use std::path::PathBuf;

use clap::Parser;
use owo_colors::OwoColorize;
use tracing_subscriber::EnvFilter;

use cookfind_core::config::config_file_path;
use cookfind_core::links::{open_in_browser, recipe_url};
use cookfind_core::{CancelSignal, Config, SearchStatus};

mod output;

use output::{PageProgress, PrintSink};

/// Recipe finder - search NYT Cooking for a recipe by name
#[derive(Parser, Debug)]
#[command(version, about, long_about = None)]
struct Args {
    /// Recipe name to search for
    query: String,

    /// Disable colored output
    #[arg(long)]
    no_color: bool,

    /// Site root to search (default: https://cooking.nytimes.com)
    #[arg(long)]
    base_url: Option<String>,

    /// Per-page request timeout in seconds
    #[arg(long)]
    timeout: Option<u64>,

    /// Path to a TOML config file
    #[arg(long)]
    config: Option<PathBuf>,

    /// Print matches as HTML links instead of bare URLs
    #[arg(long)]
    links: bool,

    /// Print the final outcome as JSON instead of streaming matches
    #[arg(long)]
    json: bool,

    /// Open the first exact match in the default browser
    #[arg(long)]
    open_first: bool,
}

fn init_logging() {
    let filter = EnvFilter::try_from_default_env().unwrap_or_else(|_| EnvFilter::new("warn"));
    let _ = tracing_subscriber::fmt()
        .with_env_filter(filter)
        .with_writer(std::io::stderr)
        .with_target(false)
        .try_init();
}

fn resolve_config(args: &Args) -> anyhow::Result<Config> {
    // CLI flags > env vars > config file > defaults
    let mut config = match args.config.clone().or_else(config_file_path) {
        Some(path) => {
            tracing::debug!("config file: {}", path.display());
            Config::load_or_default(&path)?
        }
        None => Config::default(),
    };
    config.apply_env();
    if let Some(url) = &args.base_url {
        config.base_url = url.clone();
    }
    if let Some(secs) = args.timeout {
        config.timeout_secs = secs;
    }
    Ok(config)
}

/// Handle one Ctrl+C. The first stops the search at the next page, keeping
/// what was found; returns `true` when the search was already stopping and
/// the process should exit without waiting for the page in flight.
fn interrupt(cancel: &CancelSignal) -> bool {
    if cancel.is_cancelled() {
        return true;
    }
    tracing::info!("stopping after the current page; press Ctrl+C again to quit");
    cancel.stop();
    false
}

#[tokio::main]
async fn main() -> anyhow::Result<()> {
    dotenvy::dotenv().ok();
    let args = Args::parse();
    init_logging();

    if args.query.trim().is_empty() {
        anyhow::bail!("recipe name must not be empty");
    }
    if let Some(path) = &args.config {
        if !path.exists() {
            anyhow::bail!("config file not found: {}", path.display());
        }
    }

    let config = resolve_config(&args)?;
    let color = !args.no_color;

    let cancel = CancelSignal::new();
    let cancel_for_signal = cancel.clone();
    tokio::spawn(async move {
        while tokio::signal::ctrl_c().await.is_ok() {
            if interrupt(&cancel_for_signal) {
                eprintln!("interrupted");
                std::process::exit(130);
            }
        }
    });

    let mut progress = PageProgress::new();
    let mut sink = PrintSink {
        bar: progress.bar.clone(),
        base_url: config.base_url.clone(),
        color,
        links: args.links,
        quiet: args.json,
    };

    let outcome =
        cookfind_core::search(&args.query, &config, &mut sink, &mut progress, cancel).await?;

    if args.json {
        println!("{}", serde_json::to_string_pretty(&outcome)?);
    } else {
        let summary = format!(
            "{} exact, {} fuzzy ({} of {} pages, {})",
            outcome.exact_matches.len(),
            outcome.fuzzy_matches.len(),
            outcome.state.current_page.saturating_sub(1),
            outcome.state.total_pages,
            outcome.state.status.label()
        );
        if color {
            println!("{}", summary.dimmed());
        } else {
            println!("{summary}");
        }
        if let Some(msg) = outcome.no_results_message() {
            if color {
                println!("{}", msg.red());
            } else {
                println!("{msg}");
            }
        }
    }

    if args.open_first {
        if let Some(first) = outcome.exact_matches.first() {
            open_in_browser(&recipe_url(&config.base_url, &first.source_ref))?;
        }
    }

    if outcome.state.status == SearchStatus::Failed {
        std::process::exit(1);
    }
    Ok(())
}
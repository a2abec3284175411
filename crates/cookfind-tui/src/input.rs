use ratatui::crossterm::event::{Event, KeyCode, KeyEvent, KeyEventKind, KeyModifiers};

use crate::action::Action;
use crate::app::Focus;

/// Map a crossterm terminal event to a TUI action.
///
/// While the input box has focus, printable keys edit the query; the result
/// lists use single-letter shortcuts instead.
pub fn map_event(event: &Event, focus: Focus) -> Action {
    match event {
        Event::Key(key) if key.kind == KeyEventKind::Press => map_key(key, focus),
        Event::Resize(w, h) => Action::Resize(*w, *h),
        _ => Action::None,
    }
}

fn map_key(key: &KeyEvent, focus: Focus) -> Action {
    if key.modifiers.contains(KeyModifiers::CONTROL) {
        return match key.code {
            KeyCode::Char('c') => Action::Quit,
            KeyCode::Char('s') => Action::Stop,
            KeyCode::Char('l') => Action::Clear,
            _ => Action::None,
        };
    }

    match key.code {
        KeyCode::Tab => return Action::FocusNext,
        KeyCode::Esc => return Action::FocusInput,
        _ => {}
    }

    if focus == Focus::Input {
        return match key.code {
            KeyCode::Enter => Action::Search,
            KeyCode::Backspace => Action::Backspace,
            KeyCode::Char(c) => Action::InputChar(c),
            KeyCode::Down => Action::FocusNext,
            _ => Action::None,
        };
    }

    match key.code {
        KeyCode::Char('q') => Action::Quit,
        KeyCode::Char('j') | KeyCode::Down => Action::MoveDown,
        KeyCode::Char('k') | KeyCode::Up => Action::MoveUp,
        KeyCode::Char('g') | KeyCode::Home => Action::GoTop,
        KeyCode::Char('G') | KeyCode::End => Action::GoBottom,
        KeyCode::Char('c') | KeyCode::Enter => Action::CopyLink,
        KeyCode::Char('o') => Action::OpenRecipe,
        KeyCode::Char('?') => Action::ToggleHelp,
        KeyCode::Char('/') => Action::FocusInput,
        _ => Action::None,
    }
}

- - - -

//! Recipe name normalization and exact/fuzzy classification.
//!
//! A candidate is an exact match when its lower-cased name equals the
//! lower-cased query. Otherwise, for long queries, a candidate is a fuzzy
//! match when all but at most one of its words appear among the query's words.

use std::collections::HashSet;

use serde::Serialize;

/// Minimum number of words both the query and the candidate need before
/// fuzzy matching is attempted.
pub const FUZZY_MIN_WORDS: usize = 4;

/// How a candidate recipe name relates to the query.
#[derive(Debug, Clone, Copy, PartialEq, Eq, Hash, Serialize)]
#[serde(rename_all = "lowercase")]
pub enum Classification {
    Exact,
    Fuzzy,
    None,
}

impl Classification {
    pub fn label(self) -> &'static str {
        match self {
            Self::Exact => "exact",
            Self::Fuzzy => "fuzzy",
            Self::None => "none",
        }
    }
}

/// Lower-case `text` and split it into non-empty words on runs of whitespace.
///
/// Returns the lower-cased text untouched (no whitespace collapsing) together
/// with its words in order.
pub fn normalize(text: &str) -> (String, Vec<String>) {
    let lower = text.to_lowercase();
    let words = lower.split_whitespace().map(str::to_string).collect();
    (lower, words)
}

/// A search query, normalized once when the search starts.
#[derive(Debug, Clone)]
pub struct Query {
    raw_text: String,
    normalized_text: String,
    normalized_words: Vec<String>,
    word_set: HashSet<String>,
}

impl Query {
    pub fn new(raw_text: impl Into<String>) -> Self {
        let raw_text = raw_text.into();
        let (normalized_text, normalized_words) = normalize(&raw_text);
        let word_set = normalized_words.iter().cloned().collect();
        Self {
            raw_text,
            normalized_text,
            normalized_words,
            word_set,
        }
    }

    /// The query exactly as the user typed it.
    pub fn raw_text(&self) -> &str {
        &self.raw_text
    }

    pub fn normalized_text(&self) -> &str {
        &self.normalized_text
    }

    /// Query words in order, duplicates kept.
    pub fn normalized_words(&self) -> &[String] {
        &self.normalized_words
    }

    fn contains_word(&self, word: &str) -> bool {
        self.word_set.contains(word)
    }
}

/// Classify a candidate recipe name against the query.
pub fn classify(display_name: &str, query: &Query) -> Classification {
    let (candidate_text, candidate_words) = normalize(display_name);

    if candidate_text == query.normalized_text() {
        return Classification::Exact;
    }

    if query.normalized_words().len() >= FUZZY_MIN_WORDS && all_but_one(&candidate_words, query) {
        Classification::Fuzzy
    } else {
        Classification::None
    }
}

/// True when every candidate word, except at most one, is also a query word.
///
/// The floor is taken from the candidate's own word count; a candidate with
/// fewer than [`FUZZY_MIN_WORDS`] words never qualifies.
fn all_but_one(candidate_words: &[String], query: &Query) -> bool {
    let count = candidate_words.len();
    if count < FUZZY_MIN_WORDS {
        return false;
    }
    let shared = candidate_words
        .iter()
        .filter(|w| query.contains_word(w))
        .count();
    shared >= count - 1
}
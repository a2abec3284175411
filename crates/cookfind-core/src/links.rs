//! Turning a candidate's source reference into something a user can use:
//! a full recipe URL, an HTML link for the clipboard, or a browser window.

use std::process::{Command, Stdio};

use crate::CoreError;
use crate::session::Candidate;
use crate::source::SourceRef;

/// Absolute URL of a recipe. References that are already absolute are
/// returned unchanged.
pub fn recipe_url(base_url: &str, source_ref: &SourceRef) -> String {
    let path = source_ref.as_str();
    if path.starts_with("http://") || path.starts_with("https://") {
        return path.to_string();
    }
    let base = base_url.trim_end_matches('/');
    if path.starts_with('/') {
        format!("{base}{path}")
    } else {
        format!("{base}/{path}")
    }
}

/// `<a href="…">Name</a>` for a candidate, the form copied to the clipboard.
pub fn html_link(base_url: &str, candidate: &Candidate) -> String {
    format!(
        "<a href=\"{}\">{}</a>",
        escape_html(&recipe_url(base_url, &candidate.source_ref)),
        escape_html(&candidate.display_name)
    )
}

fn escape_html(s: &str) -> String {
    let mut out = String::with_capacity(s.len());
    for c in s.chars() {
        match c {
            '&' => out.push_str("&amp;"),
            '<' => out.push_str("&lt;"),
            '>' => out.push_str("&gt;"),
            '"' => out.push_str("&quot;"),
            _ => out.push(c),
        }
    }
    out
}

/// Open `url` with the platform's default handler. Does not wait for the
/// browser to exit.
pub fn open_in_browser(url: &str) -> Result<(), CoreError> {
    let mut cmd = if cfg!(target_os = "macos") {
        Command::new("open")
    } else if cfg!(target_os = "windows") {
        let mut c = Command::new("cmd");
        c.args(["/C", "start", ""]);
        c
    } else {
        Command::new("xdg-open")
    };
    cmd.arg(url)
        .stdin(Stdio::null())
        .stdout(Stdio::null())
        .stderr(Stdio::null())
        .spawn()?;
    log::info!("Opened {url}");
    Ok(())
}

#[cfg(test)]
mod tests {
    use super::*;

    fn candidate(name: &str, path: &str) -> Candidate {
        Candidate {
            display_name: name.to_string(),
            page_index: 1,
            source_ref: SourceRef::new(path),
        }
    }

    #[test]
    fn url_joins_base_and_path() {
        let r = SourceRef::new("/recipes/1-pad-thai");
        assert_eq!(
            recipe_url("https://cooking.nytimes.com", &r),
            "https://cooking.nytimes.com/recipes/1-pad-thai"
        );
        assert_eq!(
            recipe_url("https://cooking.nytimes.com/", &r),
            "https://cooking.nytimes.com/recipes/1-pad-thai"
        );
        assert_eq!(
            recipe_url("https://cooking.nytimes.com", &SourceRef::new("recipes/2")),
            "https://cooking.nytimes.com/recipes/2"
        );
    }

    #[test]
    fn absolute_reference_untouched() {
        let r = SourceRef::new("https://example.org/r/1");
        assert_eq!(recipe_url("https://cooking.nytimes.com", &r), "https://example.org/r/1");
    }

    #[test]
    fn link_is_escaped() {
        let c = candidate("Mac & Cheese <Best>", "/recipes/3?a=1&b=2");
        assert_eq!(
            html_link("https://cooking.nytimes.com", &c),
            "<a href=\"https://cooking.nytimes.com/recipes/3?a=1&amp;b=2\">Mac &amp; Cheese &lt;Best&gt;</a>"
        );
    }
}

- - - -

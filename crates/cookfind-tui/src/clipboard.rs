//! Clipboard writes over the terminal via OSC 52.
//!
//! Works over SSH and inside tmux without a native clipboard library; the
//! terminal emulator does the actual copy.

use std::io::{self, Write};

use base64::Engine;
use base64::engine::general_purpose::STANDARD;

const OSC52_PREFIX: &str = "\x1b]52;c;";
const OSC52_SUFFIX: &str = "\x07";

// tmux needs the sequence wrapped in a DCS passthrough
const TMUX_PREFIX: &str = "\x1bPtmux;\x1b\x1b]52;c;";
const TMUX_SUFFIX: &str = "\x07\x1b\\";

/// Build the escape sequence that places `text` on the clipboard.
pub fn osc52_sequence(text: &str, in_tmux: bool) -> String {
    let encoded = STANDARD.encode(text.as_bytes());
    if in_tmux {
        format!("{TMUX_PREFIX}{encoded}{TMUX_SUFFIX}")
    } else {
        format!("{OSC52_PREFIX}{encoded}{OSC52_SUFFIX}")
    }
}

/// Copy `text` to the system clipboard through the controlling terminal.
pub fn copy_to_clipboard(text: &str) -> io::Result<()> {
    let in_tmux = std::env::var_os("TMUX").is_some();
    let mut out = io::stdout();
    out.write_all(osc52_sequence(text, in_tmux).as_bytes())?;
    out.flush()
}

- - - -

YOUR GOAL – Go to the line in the material above that contains "fn resolve_config(args: &Args)" and copy exactly from there through the line that contains "let color = !args.no_color;", stopping after it.

YOUR SOLUTION –
fn resolve_config(args: &Args) -> anyhow::Result<Config> {
    // CLI flags > env vars > config file > defaults
    let mut config = match args.config.clone().or_else(config_file_path) {
        Some(path) => {
            tracing::debug!("config file: {}", path.display());
            Config::load_or_default(&path)?
        }
        None => Config::default(),
    };
    config.apply_env();
    if let Some(url) = &args.base_url {
        config.base_url = url.clone();
    }
    if let Some(secs) = args.timeout {
        config.timeout_secs = secs;
    }
    Ok(config)
}

/// Handle one Ctrl+C. The first stops the search at the next page, keeping
/// what was found; returns `true` when the search was already stopping and
/// the process should exit without waiting for the page in flight.
fn interrupt(cancel: &CancelSignal) -> bool {
    if cancel.is_cancelled() {
        return true;
    }
    tracing::info!("stopping after the current page; press Ctrl+C again to quit");
    cancel.stop();
    false
}

#[tokio::main]
async fn main() -> anyhow::Result<()> {
    dotenvy::dotenv().ok();
    let args = Args::parse();
    init_logging();

    if args.query.trim().is_empty() {
        anyhow::bail!("recipe name must not be empty");
    }
    if let Some(path) = &args.config {
        if !path.exists() {
            anyhow::bail!("config file not found: {}", path.display());
        }
    }

    let config = resolve_config(&args)?;
    let color = !args.no_color;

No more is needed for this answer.